Top of Dataset entries

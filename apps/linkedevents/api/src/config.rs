use axum_helpers::JwtConfig;
use chrono_tz::Tz;
use core_config::{
    app_info, env_flag, env_list, env_optional, env_or_default, server::ServerConfig, AppInfo,
    ConfigError, FromEnv,
};
use database::postgres::PostgresConfig;
use domain_linked_events::{LanguageSet, ServiceSettings};

pub use core_config::Environment;

const DEFAULT_LANGUAGES: &str = "fi,sv,en";
const DEFAULT_TIME_ZONE: &str = "Europe/Helsinki";
const DEFAULT_INDEX_PREFIX: &str = "linkedevents";

/// Settings that shape the rendered API documents.
#[derive(Clone, Debug)]
pub struct ApiConfig {
    pub languages: LanguageSet,
    pub time_zone: Tz,
    /// Absolute URL the API is served under, including the version segment.
    pub base_url: String,
    pub camelcase: bool,
}

impl ApiConfig {
    pub fn service_settings(&self) -> ServiceSettings {
        ServiceSettings {
            languages: self.languages.clone(),
            time_zone: self.time_zone,
            base_url: self.base_url.clone(),
            camelcase: self.camelcase,
        }
    }
}

impl FromEnv for ApiConfig {
    /// `LANGUAGES`, `TIME_ZONE`, `API_BASE_URL` and `API_CAMELCASE`.
    fn from_env() -> Result<Self, ConfigError> {
        let languages = LanguageSet::new(env_list("LANGUAGES", DEFAULT_LANGUAGES))
            .map_err(|e| ConfigError::parse("LANGUAGES", e))?;
        let time_zone = env_or_default("TIME_ZONE", DEFAULT_TIME_ZONE)
            .parse::<Tz>()
            .map_err(|e| ConfigError::parse("TIME_ZONE", e))?;

        let base_url = match env_optional("API_BASE_URL") {
            Some(url) => url,
            None => format!("http://localhost:{}/v1", env_or_default("PORT", "8080")),
        };

        Ok(Self {
            languages,
            time_zone,
            base_url: base_url.trim_end_matches('/').to_string(),
            camelcase: env_flag("API_CAMELCASE", false)?,
        })
    }
}

/// Search backend selection. Without a URL the in-memory index is used.
#[derive(Clone, Debug, PartialEq, Eq)]
pub struct SearchConfig {
    pub elasticsearch_url: Option<String>,
    pub index_prefix: String,
}

impl FromEnv for SearchConfig {
    fn from_env() -> Result<Self, ConfigError> {
        Ok(Self {
            elasticsearch_url: env_optional("ELASTICSEARCH_URL")
                .map(|url| url.trim_end_matches('/').to_string()),
            index_prefix: env_or_default("ELASTICSEARCH_INDEX_PREFIX", DEFAULT_INDEX_PREFIX),
        })
    }
}

/// Application configuration, composed from the shared config components
#[derive(Clone, Debug)]
pub struct Config {
    pub app: AppInfo,
    pub environment: Environment,
    pub server: ServerConfig,
    pub database: PostgresConfig,
    pub jwt: JwtConfig,
    pub api: ApiConfig,
    pub search: SearchConfig,
}

impl Config {
    pub fn from_env() -> eyre::Result<Self> {
        Ok(Self {
            app: app_info!(),
            environment: Environment::from_env(),
            server: ServerConfig::from_env()?,
            database: PostgresConfig::from_env()?,
            jwt: JwtConfig::from_env()?,
            api: ApiConfig::from_env()?,
            search: SearchConfig::from_env()?,
        })
    }
}
use core_config::{ConfigError, FromEnv, env_required};

const MIN_SECRET_LEN: usize = 32;

/// HS256 signing secret, at least 32 bytes.
#[derive(Clone)]
pub struct JwtConfig {
    pub secret: String,
}

impl JwtConfig {
    pub fn new(secret: impl Into<String>) -> Result<Self, ConfigError> {
        let secret = secret.into();
        if secret.len() < MIN_SECRET_LEN {
            return Err(ConfigError::parse(
                "JWT_SECRET",
                format!(
                    "must be at least {MIN_SECRET_LEN} characters (got {})",
                    secret.len()
                ),
            ));
        }
        Ok(Self { secret })
    }
}

impl std::fmt::Debug for JwtConfig {
    fn fmt(&self, f: &mut std::fmt::Formatter<'_>) -> std::fmt::Result {
        f.debug_struct("JwtConfig").field("secret", &"<redacted>").finish()
    }
}

impl FromEnv for JwtConfig {
    fn from_env() -> Result<Self, ConfigError> {
        Self::new(env_required("JWT_SECRET")?)
    }
}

Bottom of Dataset entries

Assigned task: The records must be given again in full, exactly as shown.

Result for this exercise:
filename apps/linkedevents/api/src/config.rs
use axum_helpers::JwtConfig;
use chrono_tz::Tz;
use core_config::{
    app_info, env_flag, env_list, env_optional, env_or_default, server::ServerConfig, AppInfo,
    ConfigError, FromEnv,
};
use database::postgres::PostgresConfig;
use domain_linked_events::{LanguageSet, ServiceSettings};

pub use core_config::Environment;

const DEFAULT_LANGUAGES: &str = "fi,sv,en";
const DEFAULT_TIME_ZONE: &str = "Europe/Helsinki";
const DEFAULT_INDEX_PREFIX: &str = "linkedevents";

/// Settings that shape the rendered API documents.
#[derive(Clone, Debug)]
pub struct ApiConfig {
    pub languages: LanguageSet,
    pub time_zone: Tz,
    /// Absolute URL the API is served under, including the version segment.
    pub base_url: String,
    pub camelcase: bool,
}

impl ApiConfig {
    pub fn service_settings(&self) -> ServiceSettings {
        ServiceSettings {
            languages: self.languages.clone(),
            time_zone: self.time_zone,
            base_url: self.base_url.clone(),
            camelcase: self.camelcase,
        }
    }
}

impl FromEnv for ApiConfig {
    /// `LANGUAGES`, `TIME_ZONE`, `API_BASE_URL` and `API_CAMELCASE`.
    fn from_env() -> Result<Self, ConfigError> {
        let languages = LanguageSet::new(env_list("LANGUAGES", DEFAULT_LANGUAGES))
            .map_err(|e| ConfigError::parse("LANGUAGES", e))?;
        let time_zone = env_or_default("TIME_ZONE", DEFAULT_TIME_ZONE)
            .parse::<Tz>()
            .map_err(|e| ConfigError::parse("TIME_ZONE", e))?;

        let base_url = match env_optional("API_BASE_URL") {
            Some(url) => url,
            None => format!("http://localhost:{}/v1", env_or_default("PORT", "8080")),
        };

        Ok(Self {
            languages,
            time_zone,
            base_url: base_url.trim_end_matches('/').to_string(),
            camelcase: env_flag("API_CAMELCASE", false)?,
        })
    }
}

/// Search backend selection. Without a URL the in-memory index is used.
#[derive(Clone, Debug, PartialEq, Eq)]
pub struct SearchConfig {
    pub elasticsearch_url: Option<String>,
    pub index_prefix: String,
}

impl FromEnv for SearchConfig {
    fn from_env() -> Result<Self, ConfigError> {
        Ok(Self {
            elasticsearch_url: env_optional("ELASTICSEARCH_URL")
                .map(|url| url.trim_end_matches('/').to_string()),
            index_prefix: env_or_default("ELASTICSEARCH_INDEX_PREFIX", DEFAULT_INDEX_PREFIX),
        })
    }
}

/// Application configuration, composed from the shared config components
#[derive(Clone, Debug)]
pub struct Config {
    pub app: AppInfo,
    pub environment: Environment,
    pub server: ServerConfig,
    pub database: PostgresConfig,
    pub jwt: JwtConfig,
    pub api: ApiConfig,
    pub search: SearchConfig,
}

impl Config {
    pub fn from_env() -> eyre::Result<Self> {
        Ok(Self {
            app: app_info!(),
            environment: Environment::from_env(),
            server: ServerConfig::from_env()?,
            database: PostgresConfig::from_env()?,
            jwt: JwtConfig::from_env()?,
            api: ApiConfig::from_env()?,
            search: SearchConfig::from_env()?,
        })
    }
}
use core_config::{ConfigError, FromEnv, env_required};

const MIN_SECRET_LEN: usize = 32;

/// HS256 signing secret, at least 32 bytes.
#[derive(Clone)]
pub struct JwtConfig {
    pub secret: String,
}

impl JwtConfig {
    pub fn new(secret: impl Into<String>) -> Result<Self, ConfigError> {
        let secret = secret.into();
        if secret.len() < MIN_SECRET_LEN {
            return Err(ConfigError::parse(
                "JWT_SECRET",
                format!(
                    "must be at least {MIN_SECRET_LEN} characters (got {})",
                    secret.len()
                ),
            ));
        }
        Ok(Self { secret })
    }
}

impl std::fmt::Debug for JwtConfig {
    fn fmt(&self, f: &mut std::fmt::Formatter<'_>) -> std::fmt::Result {
        f.debug_struct("JwtConfig").field("secret", &"<redacted>").finish()
    }
}

impl FromEnv for JwtConfig {
    fn from_env() -> Result<Self, ConfigError> {
        Self::new(env_required("JWT_SECRET")?)
    }
}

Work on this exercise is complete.